## Assignment
Please write out, exactly as given, every line of the entries below up to and including the line with "reaching the emulator.".

(Collected data entries)
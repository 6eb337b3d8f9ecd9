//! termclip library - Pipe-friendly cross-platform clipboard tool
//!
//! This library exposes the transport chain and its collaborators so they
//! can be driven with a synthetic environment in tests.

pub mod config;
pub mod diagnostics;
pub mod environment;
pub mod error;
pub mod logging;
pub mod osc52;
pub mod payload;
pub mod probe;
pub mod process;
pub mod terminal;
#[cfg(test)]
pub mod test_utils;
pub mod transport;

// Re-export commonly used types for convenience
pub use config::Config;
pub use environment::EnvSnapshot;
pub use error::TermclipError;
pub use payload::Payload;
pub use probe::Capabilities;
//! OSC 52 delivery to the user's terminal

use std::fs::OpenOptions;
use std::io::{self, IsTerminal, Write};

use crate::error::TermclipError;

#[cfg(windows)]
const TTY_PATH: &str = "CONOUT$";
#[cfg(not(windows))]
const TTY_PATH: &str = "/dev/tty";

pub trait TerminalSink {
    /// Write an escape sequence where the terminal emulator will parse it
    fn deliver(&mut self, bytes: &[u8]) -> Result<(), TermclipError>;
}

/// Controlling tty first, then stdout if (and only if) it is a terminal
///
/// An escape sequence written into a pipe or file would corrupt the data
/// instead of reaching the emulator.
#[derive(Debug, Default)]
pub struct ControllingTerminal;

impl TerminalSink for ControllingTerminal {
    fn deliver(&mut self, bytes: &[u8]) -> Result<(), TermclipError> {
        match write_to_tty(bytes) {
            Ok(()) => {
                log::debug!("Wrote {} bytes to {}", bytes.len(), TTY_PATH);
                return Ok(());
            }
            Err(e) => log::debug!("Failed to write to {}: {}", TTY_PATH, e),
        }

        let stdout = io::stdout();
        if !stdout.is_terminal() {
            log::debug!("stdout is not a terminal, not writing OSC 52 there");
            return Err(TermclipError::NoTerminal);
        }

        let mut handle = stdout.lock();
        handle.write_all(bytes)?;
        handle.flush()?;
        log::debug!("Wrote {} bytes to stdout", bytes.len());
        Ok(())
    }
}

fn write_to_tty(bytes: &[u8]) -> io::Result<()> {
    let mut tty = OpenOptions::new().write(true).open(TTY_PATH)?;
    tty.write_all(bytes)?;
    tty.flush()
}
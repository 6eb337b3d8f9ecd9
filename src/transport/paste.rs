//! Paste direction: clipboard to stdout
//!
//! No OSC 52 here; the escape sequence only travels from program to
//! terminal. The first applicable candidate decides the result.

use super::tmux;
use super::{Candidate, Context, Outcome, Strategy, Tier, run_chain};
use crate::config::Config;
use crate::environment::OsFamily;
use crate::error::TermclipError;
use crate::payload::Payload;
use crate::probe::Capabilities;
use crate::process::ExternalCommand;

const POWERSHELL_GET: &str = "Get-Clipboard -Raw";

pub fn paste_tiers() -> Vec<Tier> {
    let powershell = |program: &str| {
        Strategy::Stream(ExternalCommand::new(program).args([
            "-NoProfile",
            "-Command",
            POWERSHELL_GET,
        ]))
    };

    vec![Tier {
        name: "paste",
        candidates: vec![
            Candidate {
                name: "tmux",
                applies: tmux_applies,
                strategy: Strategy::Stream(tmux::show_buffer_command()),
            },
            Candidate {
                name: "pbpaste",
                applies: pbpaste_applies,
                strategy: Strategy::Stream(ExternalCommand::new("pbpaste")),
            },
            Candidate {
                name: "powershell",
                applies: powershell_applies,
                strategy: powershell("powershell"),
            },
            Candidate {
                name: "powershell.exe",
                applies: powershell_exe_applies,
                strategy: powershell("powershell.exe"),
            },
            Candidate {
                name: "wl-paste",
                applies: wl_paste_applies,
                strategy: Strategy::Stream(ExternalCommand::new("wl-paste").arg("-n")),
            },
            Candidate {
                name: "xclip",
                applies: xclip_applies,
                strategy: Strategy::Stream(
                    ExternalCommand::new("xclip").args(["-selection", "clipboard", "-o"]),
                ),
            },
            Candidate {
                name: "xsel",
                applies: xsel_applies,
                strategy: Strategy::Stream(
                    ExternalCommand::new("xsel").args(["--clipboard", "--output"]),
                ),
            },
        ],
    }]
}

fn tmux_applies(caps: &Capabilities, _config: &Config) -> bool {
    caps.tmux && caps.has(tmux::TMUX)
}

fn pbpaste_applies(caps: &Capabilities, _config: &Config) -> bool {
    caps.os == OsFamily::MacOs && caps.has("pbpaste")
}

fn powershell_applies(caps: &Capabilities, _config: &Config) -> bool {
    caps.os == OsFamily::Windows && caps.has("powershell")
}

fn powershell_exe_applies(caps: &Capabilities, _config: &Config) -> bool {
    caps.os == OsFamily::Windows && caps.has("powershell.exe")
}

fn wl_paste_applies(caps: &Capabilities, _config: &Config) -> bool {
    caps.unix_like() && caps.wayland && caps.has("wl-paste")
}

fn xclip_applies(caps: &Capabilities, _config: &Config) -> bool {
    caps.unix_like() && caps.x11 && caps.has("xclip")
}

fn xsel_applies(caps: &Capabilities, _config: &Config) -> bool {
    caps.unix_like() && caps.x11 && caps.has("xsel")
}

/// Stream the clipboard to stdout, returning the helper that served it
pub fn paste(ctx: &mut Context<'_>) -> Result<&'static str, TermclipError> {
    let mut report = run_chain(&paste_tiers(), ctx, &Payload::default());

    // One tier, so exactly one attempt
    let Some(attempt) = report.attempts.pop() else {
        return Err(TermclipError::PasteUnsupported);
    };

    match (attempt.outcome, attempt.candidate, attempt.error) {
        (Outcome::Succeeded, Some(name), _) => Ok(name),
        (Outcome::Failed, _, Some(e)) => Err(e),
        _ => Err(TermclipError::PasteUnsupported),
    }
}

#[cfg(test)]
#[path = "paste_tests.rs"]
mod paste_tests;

## Response to this exercise
repository 6eb337b3d8f9ecd9
//! termclip library - Pipe-friendly cross-platform clipboard tool
//!
//! This library exposes the transport chain and its collaborators so they
//! can be driven with a synthetic environment in tests.

pub mod config;
pub mod diagnostics;
pub mod environment;
pub mod error;
pub mod logging;
pub mod osc52;
pub mod payload;
pub mod probe;
pub mod process;
pub mod terminal;
#[cfg(test)]
pub mod test_utils;
pub mod transport;

// Re-export commonly used types for convenience
pub use config::Config;
pub use environment::EnvSnapshot;
pub use error::TermclipError;
pub use payload::Payload;
pub use probe::Capabilities;
//! OSC 52 delivery to the user's terminal

use std::fs::OpenOptions;
use std::io::{self, IsTerminal, Write};

use crate::error::TermclipError;

#[cfg(windows)]
const TTY_PATH: &str = "CONOUT$";
#[cfg(not(windows))]
const TTY_PATH: &str = "/dev/tty";

pub trait TerminalSink {
    /// Write an escape sequence where the terminal emulator will parse it
    fn deliver(&mut self, bytes: &[u8]) -> Result<(), TermclipError>;
}

/// Controlling tty first, then stdout if (and only if) it is a terminal
///
/// An escape sequence written into a pipe or file would corrupt the data
/// instead of reaching the emulator.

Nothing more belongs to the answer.